• [Material to process]:
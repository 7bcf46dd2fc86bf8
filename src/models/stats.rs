//! Player tallies and the per-team accumulation table.

use std::collections::BTreeMap;
use std::fmt;
use std::ops::AddAssign;

use serde::{Deserialize, Serialize};

/// Win/draw/loss counters for one player. Only ever incremented or summed.
#[derive(Debug, Clone, Copy, Default, PartialEq, Eq, Serialize, Deserialize)]
pub struct PlayerTally {
    pub wins: u32,
    pub draws: u32,
    pub losses: u32,
}

impl PlayerTally {
    pub fn new(wins: u32, draws: u32, losses: u32) -> Self {
        Self {
            wins,
            draws,
            losses,
        }
    }

    /// Number of games this tally covers.
    pub fn games(&self) -> u32 {
        self.wins + self.draws + self.losses
    }

    /// Tournament score: one point per win, half a point per draw.
    pub fn score(&self) -> Score {
        Score::from_half_points(self.wins * 2 + self.draws)
    }
}

impl AddAssign for PlayerTally {
    fn add_assign(&mut self, other: Self) {
        self.wins += other.wins;
        self.draws += other.draws;
        self.losses += other.losses;
    }
}

/// A chess score kept as a count of half points, so it never drifts.
#[derive(Debug, Clone, Copy, Default, PartialEq, Eq, PartialOrd, Ord, Hash, Serialize, Deserialize)]
pub struct Score(u32);

impl Score {
    pub fn from_half_points(half_points: u32) -> Self {
        Self(half_points)
    }

    pub fn half_points(&self) -> u32 {
        self.0
    }
}

impl fmt::Display for Score {
    fn fmt(&self, f: &mut fmt::Formatter<'_>) -> fmt::Result {
        let whole = self.0 / 2;
        let fraction = if self.0 % 2 == 1 { 5 } else { 0 };
        write!(f, "{}.{}", whole, fraction)
    }
}

/// Tallies for the players of a single tournament.
pub type TournamentTable = BTreeMap<String, PlayerTally>;

/// Running statistics for one team, accumulated over every tournament
/// folded into it so far.
///
/// Scores are derived: they are only brought up to date by
/// [`TeamTable::recompute_scores`], which the aggregator calls once after
/// a batch of merges.
#[derive(Debug, Clone, Default, PartialEq, Serialize, Deserialize)]
pub struct TeamTable {
    /// Canonical team name
    pub team: String,

    players: BTreeMap<String, PlayerTally>,

    scores: BTreeMap<String, Score>,
}

impl TeamTable {
    pub fn new(team: impl Into<String>) -> Self {
        Self {
            team: team.into(),
            players: BTreeMap::new(),
            scores: BTreeMap::new(),
        }
    }

    /// Sum a tournament's tallies into this table, field by field.
    /// Players missing on either side count as zero.
    pub fn merge(&mut self, tournament: TournamentTable) {
        for (player, tally) in tournament {
            *self.players.entry(player).or_default() += tally;
        }
    }

    /// Re-derive every player's score from the current tallies.
    pub fn recompute_scores(&mut self) {
        self.scores = self
            .players
            .iter()
            .map(|(name, tally)| (name.clone(), tally.score()))
            .collect();
    }

    /// Look up a player's tally (case-insensitive).
    pub fn tally(&self, player: &str) -> Option<&PlayerTally> {
        self.players.get(&player.to_lowercase())
    }

    /// Look up a player's derived score (case-insensitive).
    pub fn score(&self, player: &str) -> Option<Score> {
        self.scores.get(&player.to_lowercase()).copied()
    }

    /// Iterate players in name order with their tally and derived score.
    pub fn rows(&self) -> impl Iterator<Item = (&str, &PlayerTally, Score)> + '_ {
        self.players.iter().map(move |(name, tally)| {
            let score = self.scores.get(name).copied().unwrap_or_default();
            (name.as_str(), tally, score)
        })
    }

    pub fn len(&self) -> usize {
        self.players.len()
    }

    pub fn is_empty(&self) -> bool {
        self.players.is_empty()
    }

    /// Sum of `wins + draws + losses` over all players.
    pub fn total_results(&self) -> u32 {
        self.players.values().map(PlayerTally::games).sum()
    }
}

• [Problem description]: Give every entry back exactly as it was written above.

• [Reply]:
repository 7bcf46dd2fc86bf8
filename src/models/stats.rs
//! Player tallies and the per-team accumulation table.

use std::collections::BTreeMap;
use std::fmt;
use std::ops::AddAssign;

use serde::{Deserialize, Serialize};

/// Win/draw/loss counters for one player. Only ever incremented or summed.
#[derive(Debug, Clone, Copy, Default, PartialEq, Eq, Serialize, Deserialize)]
pub struct PlayerTally {
    pub wins: u32,
    pub draws: u32,
    pub losses: u32,
}

impl PlayerTally {
    pub fn new(wins: u32, draws: u32, losses: u32) -> Self {
        Self {
            wins,
            draws,
            losses,
        }
    }

    /// Number of games this tally covers.
    pub fn games(&self) -> u32 {
        self.wins + self.draws + self.losses
    }

    /// Tournament score: one point per win, half a point per draw.
    pub fn score(&self) -> Score {
        Score::from_half_points(self.wins * 2 + self.draws)
    }
}

impl AddAssign for PlayerTally {
    fn add_assign(&mut self, other: Self) {
        self.wins += other.wins;
        self.draws += other.draws;
        self.losses += other.losses;
    }
}

/// A chess score kept as a count of half points, so it never drifts.
#[derive(Debug, Clone, Copy, Default, PartialEq, Eq, PartialOrd, Ord, Hash, Serialize, Deserialize)]
pub struct Score(u32);

impl Score {
    pub fn from_half_points(half_points: u32) -> Self {
        Self(half_points)
    }

    pub fn half_points(&self) -> u32 {
        self.0
    }
}

impl fmt::Display for Score {
    fn fmt(&self, f: &mut fmt::Formatter<'_>) -> fmt::Result {
        let whole = self.0 / 2;
        let fraction = if self.0 % 2 == 1 { 5 } else { 0 };
        write!(f, "{}.{}", whole, fraction)
    }
}

/// Tallies for the players of a single tournament.
pub type TournamentTable = BTreeMap<String, PlayerTally>;

/// Running statistics for one team, accumulated over every tournament
/// folded into it so far.
///
/// Scores are derived: they are only brought up to date by
/// [`TeamTable::recompute_scores`], which the aggregator calls once after
/// a batch of merges.
#[derive(Debug, Clone, Default, PartialEq, Serialize, Deserialize)]
pub struct TeamTable {
    /// Canonical team name
    pub team: String,

    players: BTreeMap<String, PlayerTally>,

    scores: BTreeMap<String, Score>,
}

impl TeamTable {
    pub fn new(team: impl Into<String>) -> Self {
        Self {
            team: team.into(),
            players: BTreeMap::new(),
            scores: BTreeMap::new(),
        }
    }

    /// Sum a tournament's tallies into this table, field by field.
    /// Players missing on either side count as zero.
    pub fn merge(&mut self, tournament: TournamentTable) {
        for (player, tally) in tournament {
            *self.players.entry(player).or_default() += tally;
        }
    }

    /// Re-derive every player's score from the current tallies.
    pub fn recompute_scores(&mut self) {
        self.scores = self
            .players
            .iter()
            .map(|(name, tally)| (name.clone(), tally.score()))
            .collect();
    }

    /// Look up a player's tally (case-insensitive).
    pub fn tally(&self, player: &str) -> Option<&PlayerTally> {
        self.players.get(&player.to_lowercase())
    }

    /// Look up a player's derived score (case-insensitive).
    pub fn score(&self, player: &str) -> Option<Score> {
        self.scores.get(&player.to_lowercase()).copied()
    }

    /// Iterate players in name order with their tally and derived score.
    pub fn rows(&self) -> impl Iterator<Item = (&str, &PlayerTally, Score)> + '_ {
        self.players.iter().map(move |(name, tally)| {
            let score = self.scores.get(name).copied().unwrap_or_default();
            (name.as_str(), tally, score)
        })
    }

    pub fn len(&self) -> usize {
        self.players.len()
    }

    pub fn is_empty(&self) -> bool {
        self.players.is_empty()
    }

    /// Sum of `wins + draws + losses` over all players.
    pub fn total_results(&self) -> u32 {
        self.players.values().map(PlayerTally::games).sum()
    }
}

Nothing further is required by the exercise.